What to work on
Give every entry again, exactly as it stands.

Start of Block

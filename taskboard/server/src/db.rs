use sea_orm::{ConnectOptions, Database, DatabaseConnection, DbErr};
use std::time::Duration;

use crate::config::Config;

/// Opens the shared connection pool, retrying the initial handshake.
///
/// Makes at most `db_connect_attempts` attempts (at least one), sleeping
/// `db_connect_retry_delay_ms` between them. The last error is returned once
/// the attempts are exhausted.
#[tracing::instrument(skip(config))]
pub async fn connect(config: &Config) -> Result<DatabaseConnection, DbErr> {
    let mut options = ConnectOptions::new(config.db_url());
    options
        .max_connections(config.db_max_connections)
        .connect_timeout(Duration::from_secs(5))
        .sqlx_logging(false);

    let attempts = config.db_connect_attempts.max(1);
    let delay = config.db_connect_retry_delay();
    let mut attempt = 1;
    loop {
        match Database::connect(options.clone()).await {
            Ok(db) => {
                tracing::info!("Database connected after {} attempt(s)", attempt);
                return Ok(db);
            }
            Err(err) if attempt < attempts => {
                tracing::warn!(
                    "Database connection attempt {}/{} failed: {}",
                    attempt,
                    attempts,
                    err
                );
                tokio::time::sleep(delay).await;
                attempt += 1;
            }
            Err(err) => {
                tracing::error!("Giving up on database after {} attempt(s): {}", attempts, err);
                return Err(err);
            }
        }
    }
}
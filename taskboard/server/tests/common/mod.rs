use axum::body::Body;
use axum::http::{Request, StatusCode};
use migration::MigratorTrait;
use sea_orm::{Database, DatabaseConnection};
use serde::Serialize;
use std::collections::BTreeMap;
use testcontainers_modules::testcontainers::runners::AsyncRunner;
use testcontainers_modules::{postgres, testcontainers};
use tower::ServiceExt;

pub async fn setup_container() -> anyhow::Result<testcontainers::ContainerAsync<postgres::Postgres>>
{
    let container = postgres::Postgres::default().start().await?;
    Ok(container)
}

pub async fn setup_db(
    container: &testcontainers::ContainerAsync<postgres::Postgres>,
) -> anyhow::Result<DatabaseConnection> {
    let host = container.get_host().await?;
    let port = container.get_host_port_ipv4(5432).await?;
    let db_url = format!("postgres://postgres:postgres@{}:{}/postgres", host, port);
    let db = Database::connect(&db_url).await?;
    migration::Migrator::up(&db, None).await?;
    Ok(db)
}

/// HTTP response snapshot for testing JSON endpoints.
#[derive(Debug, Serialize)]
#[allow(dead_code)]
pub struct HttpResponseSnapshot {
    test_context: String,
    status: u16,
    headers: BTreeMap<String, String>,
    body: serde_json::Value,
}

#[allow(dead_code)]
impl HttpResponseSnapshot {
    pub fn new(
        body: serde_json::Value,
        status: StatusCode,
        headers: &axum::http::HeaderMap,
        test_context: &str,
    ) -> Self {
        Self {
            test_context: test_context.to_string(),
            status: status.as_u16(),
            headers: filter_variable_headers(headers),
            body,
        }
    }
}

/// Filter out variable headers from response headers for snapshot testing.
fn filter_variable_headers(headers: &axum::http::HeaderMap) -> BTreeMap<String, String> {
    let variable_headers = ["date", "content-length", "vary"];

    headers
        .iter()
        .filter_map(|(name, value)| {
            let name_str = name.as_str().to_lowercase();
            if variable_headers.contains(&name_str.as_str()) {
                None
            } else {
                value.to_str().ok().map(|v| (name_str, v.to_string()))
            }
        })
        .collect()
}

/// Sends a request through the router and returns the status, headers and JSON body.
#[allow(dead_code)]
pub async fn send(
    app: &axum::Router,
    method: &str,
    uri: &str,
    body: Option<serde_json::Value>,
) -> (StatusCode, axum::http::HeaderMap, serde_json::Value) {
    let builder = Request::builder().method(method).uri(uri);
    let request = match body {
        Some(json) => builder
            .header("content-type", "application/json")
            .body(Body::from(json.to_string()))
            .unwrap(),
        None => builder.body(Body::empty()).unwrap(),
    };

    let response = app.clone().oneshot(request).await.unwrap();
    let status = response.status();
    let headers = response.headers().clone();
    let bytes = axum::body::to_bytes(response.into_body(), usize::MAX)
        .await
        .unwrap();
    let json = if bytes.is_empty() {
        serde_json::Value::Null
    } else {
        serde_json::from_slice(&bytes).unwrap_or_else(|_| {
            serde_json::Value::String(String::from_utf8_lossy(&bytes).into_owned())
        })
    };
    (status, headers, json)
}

End of Block

Result of this exercise
filename taskboard/server/src/db.rs
use sea_orm::{ConnectOptions, Database, DatabaseConnection, DbErr};
use std::time::Duration;

use crate::config::Config;

/// Opens the shared connection pool, retrying the initial handshake.
///
/// Makes at most `db_connect_attempts` attempts (at least one), sleeping
/// `db_connect_retry_delay_ms` between them. The last error is returned once
/// the attempts are exhausted.
#[tracing::instrument(skip(config))]
pub async fn connect(config: &Config) -> Result<DatabaseConnection, DbErr> {
    let mut options = ConnectOptions::new(config.db_url());
    options
        .max_connections(config.db_max_connections)
        .connect_timeout(Duration::from_secs(5))
        .sqlx_logging(false);

    let attempts = config.db_connect_attempts.max(1);
    let delay = config.db_connect_retry_delay();
    let mut attempt = 1;
    loop {
        match Database::connect(options.clone()).await {
            Ok(db) => {
                tracing::info!("Database connected after {} attempt(s)", attempt);
                return Ok(db);
            }
            Err(err) if attempt < attempts => {
                tracing::warn!(
                    "Database connection attempt {}/{} failed: {}",
                    attempt,
                    attempts,
                    err
                );
                tokio::time::sleep(delay).await;
                attempt += 1;
            }
            Err(err) => {
                tracing::error!("Giving up on database after {} attempt(s): {}", attempts, err);
                return Err(err);
            }
        }
    }
}
filename taskboard/server/tests/common/mod.rs
use axum::body::Body;
use axum::http::{Request, StatusCode};
use migration::MigratorTrait;
use sea_orm::{Database, DatabaseConnection};
use serde::Serialize;
use std::collections::BTreeMap;
use testcontainers_modules::testcontainers::runners::AsyncRunner;
use testcontainers_modules::{postgres, testcontainers};
use tower::ServiceExt;

pub async fn setup_container() -> anyhow::Result<testcontainers::ContainerAsync<postgres::Postgres>>
{
    let container = postgres::Postgres::default().start().await?;
    Ok(container)
}

pub async fn setup_db(
    container: &testcontainers::ContainerAsync<postgres::Postgres>,
) -> anyhow::Result<DatabaseConnection> {
    let host = container.get_host().await?;
    let port = container.get_host_port_ipv4(5432).await?;
    let db_url = format!("postgres://postgres:postgres@{}:{}/postgres", host, port);
    let db = Database::connect(&db_url).await?;
    migration::Migrator::up(&db, None).await?;
    Ok(db)
}

/// HTTP response snapshot for testing JSON endpoints.
#[derive(Debug, Serialize)]
#[allow(dead_code)]
pub struct HttpResponseSnapshot {
    test_context: String,
    status: u16,
    headers: BTreeMap<String, String>,
    body: serde_json::Value,
}

#[allow(dead_code)]
impl HttpResponseSnapshot {
    pub fn new(
        body: serde_json::Value,
        status: StatusCode,
        headers: &axum::http::HeaderMap,
        test_context: &str,
    ) -> Self {
        Self {
            test_context: test_context.to_string(),
            status: status.as_u16(),
            headers: filter_variable_headers(headers),
            body,
        }
    }
}

/// Filter out variable headers from response headers for snapshot testing.
fn filter_variable_headers(headers: &axum::http::HeaderMap) -> BTreeMap<String, String> {
    let variable_headers = ["date", "content-length", "vary"];

    headers
        .iter()
        .filter_map(|(name, value)| {
            let name_str = name.as_str().to_lowercase();
            if variable_headers.contains(&name_str.as_str()) {
                None
            } else {
                value.to_str().ok().map(|v| (name_str, v.to_string()))
            }
        })
        .collect()
}

/// Sends a request through the router and returns the status, headers and JSON body.
#[allow(dead_code)]
pub async fn send(
    app: &axum::Router,
    method: &str,
    uri: &str,
    body: Option<serde_json::Value>,
) -> (StatusCode, axum::http::HeaderMap, serde_json::Value) {
    let builder = Request::builder().method(method).uri(uri);
    let request = match body {
        Some(json) => builder
            .header("content-type", "application/json")
            .body(Body::from(json.to_string()))
            .unwrap(),
        None => builder.body(Body::empty()).unwrap(),
    };

    let response = app.clone().oneshot(request).await.unwrap();
    let status = response.status();
    let headers = response.headers().clone();
    let bytes = axum::body::to_bytes(response.into_body(), usize::MAX)
        .await
        .unwrap();
    let json = if bytes.is_empty() {
        serde_json::Value::Null
    } else {
        serde_json::from_slice(&bytes).unwrap_or_else(|_| {
            serde_json::Value::String(String::from_utf8_lossy(&bytes).into_owned())
        })
    };
    (status, headers, json)
}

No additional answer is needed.